Data items:
[Start of Attachment]
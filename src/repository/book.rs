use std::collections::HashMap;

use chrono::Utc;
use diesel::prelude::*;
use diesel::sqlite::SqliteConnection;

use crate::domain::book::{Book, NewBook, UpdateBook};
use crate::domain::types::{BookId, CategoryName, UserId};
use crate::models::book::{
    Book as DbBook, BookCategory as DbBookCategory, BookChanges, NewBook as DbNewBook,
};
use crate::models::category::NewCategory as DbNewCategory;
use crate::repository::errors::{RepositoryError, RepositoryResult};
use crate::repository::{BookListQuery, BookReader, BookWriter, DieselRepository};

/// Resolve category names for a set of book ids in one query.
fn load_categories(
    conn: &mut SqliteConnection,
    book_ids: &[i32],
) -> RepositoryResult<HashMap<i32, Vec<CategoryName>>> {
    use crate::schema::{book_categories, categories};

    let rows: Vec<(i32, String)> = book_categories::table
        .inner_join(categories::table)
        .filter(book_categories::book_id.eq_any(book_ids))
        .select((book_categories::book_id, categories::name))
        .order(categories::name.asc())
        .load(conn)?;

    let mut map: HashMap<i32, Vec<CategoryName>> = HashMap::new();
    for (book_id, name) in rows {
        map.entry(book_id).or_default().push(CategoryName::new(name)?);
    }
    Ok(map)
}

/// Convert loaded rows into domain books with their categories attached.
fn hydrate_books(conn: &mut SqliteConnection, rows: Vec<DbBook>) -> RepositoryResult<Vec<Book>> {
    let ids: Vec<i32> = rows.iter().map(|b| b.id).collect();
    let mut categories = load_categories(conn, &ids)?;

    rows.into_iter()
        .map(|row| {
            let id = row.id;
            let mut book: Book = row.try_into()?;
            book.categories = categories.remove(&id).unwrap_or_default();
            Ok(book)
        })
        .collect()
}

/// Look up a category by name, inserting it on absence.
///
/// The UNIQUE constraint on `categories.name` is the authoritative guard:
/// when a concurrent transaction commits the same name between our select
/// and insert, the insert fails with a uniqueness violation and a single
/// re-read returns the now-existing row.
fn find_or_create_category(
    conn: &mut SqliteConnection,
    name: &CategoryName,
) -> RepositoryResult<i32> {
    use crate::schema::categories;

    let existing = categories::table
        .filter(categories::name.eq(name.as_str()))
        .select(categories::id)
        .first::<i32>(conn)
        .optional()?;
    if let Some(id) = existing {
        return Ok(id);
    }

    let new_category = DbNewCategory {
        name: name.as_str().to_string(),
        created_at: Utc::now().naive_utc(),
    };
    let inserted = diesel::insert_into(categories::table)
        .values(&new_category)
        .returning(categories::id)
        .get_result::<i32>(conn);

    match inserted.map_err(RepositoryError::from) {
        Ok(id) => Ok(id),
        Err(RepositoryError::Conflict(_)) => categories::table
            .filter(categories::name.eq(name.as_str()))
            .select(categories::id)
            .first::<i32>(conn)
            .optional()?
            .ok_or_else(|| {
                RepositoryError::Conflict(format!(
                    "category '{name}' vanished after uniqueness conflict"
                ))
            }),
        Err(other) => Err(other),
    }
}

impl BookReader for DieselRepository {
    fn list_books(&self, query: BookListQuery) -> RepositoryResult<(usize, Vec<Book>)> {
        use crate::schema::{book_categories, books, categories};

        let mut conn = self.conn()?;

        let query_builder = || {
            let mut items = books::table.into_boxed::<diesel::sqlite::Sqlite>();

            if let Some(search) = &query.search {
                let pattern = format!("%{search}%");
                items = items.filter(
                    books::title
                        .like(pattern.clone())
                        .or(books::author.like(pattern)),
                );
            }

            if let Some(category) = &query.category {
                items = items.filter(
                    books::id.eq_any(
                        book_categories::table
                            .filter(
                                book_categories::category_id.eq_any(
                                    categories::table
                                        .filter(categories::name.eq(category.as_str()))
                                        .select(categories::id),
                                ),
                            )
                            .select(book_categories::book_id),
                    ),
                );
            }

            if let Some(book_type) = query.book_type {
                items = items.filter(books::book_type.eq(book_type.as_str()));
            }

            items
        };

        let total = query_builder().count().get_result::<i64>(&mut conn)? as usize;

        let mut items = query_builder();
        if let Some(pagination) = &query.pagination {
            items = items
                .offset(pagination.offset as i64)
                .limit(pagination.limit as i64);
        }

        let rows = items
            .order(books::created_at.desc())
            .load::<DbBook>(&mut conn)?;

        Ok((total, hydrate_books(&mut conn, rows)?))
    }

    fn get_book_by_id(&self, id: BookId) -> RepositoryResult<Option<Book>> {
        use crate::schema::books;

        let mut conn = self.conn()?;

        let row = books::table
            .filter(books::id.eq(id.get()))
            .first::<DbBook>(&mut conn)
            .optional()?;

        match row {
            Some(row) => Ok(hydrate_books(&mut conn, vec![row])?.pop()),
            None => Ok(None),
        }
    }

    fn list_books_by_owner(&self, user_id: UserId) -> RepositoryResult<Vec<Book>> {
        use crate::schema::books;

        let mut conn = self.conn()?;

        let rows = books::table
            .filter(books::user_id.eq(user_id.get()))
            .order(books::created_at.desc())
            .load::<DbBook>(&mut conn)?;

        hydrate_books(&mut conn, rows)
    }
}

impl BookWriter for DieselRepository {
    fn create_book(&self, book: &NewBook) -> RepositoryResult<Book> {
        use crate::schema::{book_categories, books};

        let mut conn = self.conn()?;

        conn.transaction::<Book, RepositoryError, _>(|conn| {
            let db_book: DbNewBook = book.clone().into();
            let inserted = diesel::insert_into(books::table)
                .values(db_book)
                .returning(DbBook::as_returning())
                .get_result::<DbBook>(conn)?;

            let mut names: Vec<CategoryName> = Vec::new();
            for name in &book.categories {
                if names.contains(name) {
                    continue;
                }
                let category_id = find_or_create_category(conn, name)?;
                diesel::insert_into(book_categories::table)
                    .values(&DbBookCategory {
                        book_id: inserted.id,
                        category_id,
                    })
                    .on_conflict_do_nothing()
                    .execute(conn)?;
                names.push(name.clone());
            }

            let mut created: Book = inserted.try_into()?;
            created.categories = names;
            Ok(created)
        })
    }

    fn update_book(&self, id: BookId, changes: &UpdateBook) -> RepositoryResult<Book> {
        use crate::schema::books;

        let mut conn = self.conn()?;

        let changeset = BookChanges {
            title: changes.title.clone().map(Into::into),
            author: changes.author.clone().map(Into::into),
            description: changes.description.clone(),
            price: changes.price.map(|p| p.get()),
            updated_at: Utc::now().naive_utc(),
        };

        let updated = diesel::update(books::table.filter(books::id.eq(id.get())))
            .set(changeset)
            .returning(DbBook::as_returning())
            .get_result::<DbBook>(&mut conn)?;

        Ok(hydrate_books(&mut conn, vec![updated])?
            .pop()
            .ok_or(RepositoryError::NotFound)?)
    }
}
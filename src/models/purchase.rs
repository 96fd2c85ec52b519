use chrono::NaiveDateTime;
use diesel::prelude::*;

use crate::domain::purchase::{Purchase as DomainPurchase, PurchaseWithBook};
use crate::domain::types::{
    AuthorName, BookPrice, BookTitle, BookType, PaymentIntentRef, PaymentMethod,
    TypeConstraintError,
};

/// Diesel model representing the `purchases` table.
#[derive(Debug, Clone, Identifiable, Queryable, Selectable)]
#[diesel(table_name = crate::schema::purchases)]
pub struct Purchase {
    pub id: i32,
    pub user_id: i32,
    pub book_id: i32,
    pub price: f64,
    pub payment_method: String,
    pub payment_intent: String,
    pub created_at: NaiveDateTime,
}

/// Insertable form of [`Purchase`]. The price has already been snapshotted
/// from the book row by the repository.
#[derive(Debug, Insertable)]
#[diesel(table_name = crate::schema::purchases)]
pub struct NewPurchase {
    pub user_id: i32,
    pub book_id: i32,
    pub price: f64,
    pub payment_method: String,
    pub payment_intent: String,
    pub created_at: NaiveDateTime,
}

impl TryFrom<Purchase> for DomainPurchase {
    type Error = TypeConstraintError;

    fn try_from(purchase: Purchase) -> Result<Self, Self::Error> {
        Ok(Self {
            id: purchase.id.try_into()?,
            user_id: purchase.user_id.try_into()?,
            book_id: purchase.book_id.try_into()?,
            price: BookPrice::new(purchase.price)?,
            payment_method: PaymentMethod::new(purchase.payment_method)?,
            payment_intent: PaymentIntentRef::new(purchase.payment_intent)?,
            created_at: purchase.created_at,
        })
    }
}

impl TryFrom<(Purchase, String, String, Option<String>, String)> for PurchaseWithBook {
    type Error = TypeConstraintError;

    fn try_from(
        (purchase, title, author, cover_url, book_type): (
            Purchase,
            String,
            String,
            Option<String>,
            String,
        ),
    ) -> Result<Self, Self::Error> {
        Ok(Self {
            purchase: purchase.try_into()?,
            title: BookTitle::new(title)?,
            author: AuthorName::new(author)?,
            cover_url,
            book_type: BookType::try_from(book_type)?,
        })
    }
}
[End of Attachment]
■ **WORK REQUEST**
Copy exactly the lines above, starting at the opening line and finishing at the line in which "their categories attached." occurs.

■ **SOLUTION FOR THIS EXERCISE**
filename src/repository/book.rs
use std::collections::HashMap;

use chrono::Utc;
use diesel::prelude::*;
use diesel::sqlite::SqliteConnection;

use crate::domain::book::{Book, NewBook, UpdateBook};
use crate::domain::types::{BookId, CategoryName, UserId};
use crate::models::book::{
    Book as DbBook, BookCategory as DbBookCategory, BookChanges, NewBook as DbNewBook,
};
use crate::models::category::NewCategory as DbNewCategory;
use crate::repository::errors::{RepositoryError, RepositoryResult};
use crate::repository::{BookListQuery, BookReader, BookWriter, DieselRepository};

/// Resolve category names for a set of book ids in one query.
fn load_categories(
    conn: &mut SqliteConnection,
    book_ids: &[i32],
) -> RepositoryResult<HashMap<i32, Vec<CategoryName>>> {
    use crate::schema::{book_categories, categories};

    let rows: Vec<(i32, String)> = book_categories::table
        .inner_join(categories::table)
        .filter(book_categories::book_id.eq_any(book_ids))
        .select((book_categories::book_id, categories::name))
        .order(categories::name.asc())
        .load(conn)?;

    let mut map: HashMap<i32, Vec<CategoryName>> = HashMap::new();
    for (book_id, name) in rows {
        map.entry(book_id).or_default().push(CategoryName::new(name)?);
    }
    Ok(map)
}

/// Convert loaded rows into domain books with their categories attached.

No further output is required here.